■ Work to complete:
Among the entries that follow, find every line with the word "current" and copy it.

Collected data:
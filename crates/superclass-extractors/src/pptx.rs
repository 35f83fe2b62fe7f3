//! PPTX content extraction.
//!
//! Slides live at `ppt/slides/slideN.xml`; their visible text is held in
//! DrawingML `<a:t>` runs grouped into `<a:p>` paragraphs.

use std::path::Path;

use async_trait::async_trait;
use quick_xml::events::Event;
use quick_xml::Reader;
use tracing::debug;

use crate::archive::Archive;
use crate::error::{ExtractError, ExtractResult};
use crate::types::{ContentSource, DocumentStructure, ExtractedContent, Modality};
use crate::xml::{parse_error, text_of};
use crate::{collapse_whitespace, read_source, Extractor};

const FORMAT: &str = "PPTX";

fn slide_number(name: &str) -> Option<u32> {
    name.strip_prefix("ppt/slides/slide")?
        .strip_suffix(".xml")?
        .parse()
        .ok()
}

/// Text of one slide, one line per non-empty paragraph.
fn slide_text(xml: &str) -> ExtractResult<String> {
    let mut reader = Reader::from_str(xml);
    let mut paragraphs: Vec<String> = Vec::new();
    let mut current = String::new();
    let mut in_run_text = false;

    loop {
        match reader.read_event().map_err(|e| parse_error(FORMAT, e))? {
            Event::Start(e) if e.local_name().as_ref() == b"t" => in_run_text = true,
            Event::End(e) => match e.local_name().as_ref() {
                b"t" => in_run_text = false,
                b"p" => {
                    let line = collapse_whitespace(&current);
                    if !line.is_empty() {
                        paragraphs.push(line);
                    }
                    current.clear();
                }
                _ => {}
            },
            Event::Empty(e) if e.local_name().as_ref() == b"br" => current.push(' '),
            Event::Text(t) if in_run_text => current.push_str(&text_of(&t)),
            Event::Eof => break,
            _ => {}
        }
    }

    let tail = collapse_whitespace(&current);
    if !tail.is_empty() {
        paragraphs.push(tail);
    }
    Ok(paragraphs.join("\n"))
}

fn extract_sync(bytes: Vec<u8>) -> ExtractResult<Vec<String>> {
    let mut archive = Archive::open(FORMAT, bytes)?;

    let mut slides: Vec<(u32, String)> = archive
        .entry_names()
        .into_iter()
        .filter_map(|name| slide_number(&name).map(|n| (n, name)))
        .collect();
    if slides.is_empty() {
        return Err(ExtractError::unsupported_structure(
            FORMAT,
            "no slides found under ppt/slides/",
        ));
    }
    slides.sort_by_key(|(n, _)| *n);

    slides
        .into_iter()
        .map(|(_, name)| slide_text(&archive.read(&name)?))
        .collect()
}

/// PowerPoint presentation extractor.
#[derive(Debug, Clone, Default)]
pub struct PptxExtractor;

impl PptxExtractor {
    /// Create new PPTX extractor.
    pub fn new() -> Self {
        Self
    }
}

#[async_trait]
impl Extractor for PptxExtractor {
    async fn extract(&self, path: &Path) -> ExtractResult<ExtractedContent> {
        let bytes = read_source(path).await?;
        let slides = tokio::task::spawn_blocking(move || extract_sync(bytes)).await??;
        debug!(path = %path.display(), slides = slides.len(), "Extracted PPTX slides");

        let text = slides
            .iter()
            .filter(|s| !s.is_empty())
            .cloned()
            .collect::<Vec<_>>()
            .join("\n\n");

        Ok(
            ExtractedContent::new(text, Modality::Pptx, ContentSource::path(path))
                .with_structure(DocumentStructure {
                    page_count: Some(slides.len()),
                    sections: Vec::new(),
                }),
        )
    }

    fn supported_extensions(&self) -> &[&str] {
        &[".pptx"]
    }

    fn name(&self) -> &str {
        "pptx"
    }
}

■ Your solution:
    let mut current = String::new();
                    let line = collapse_whitespace(&current);
                    current.clear();
            Event::Empty(e) if e.local_name().as_ref() == b"br" => current.push(' '),
            Event::Text(t) if in_run_text => current.push_str(&text_of(&t)),
    let tail = collapse_whitespace(&current);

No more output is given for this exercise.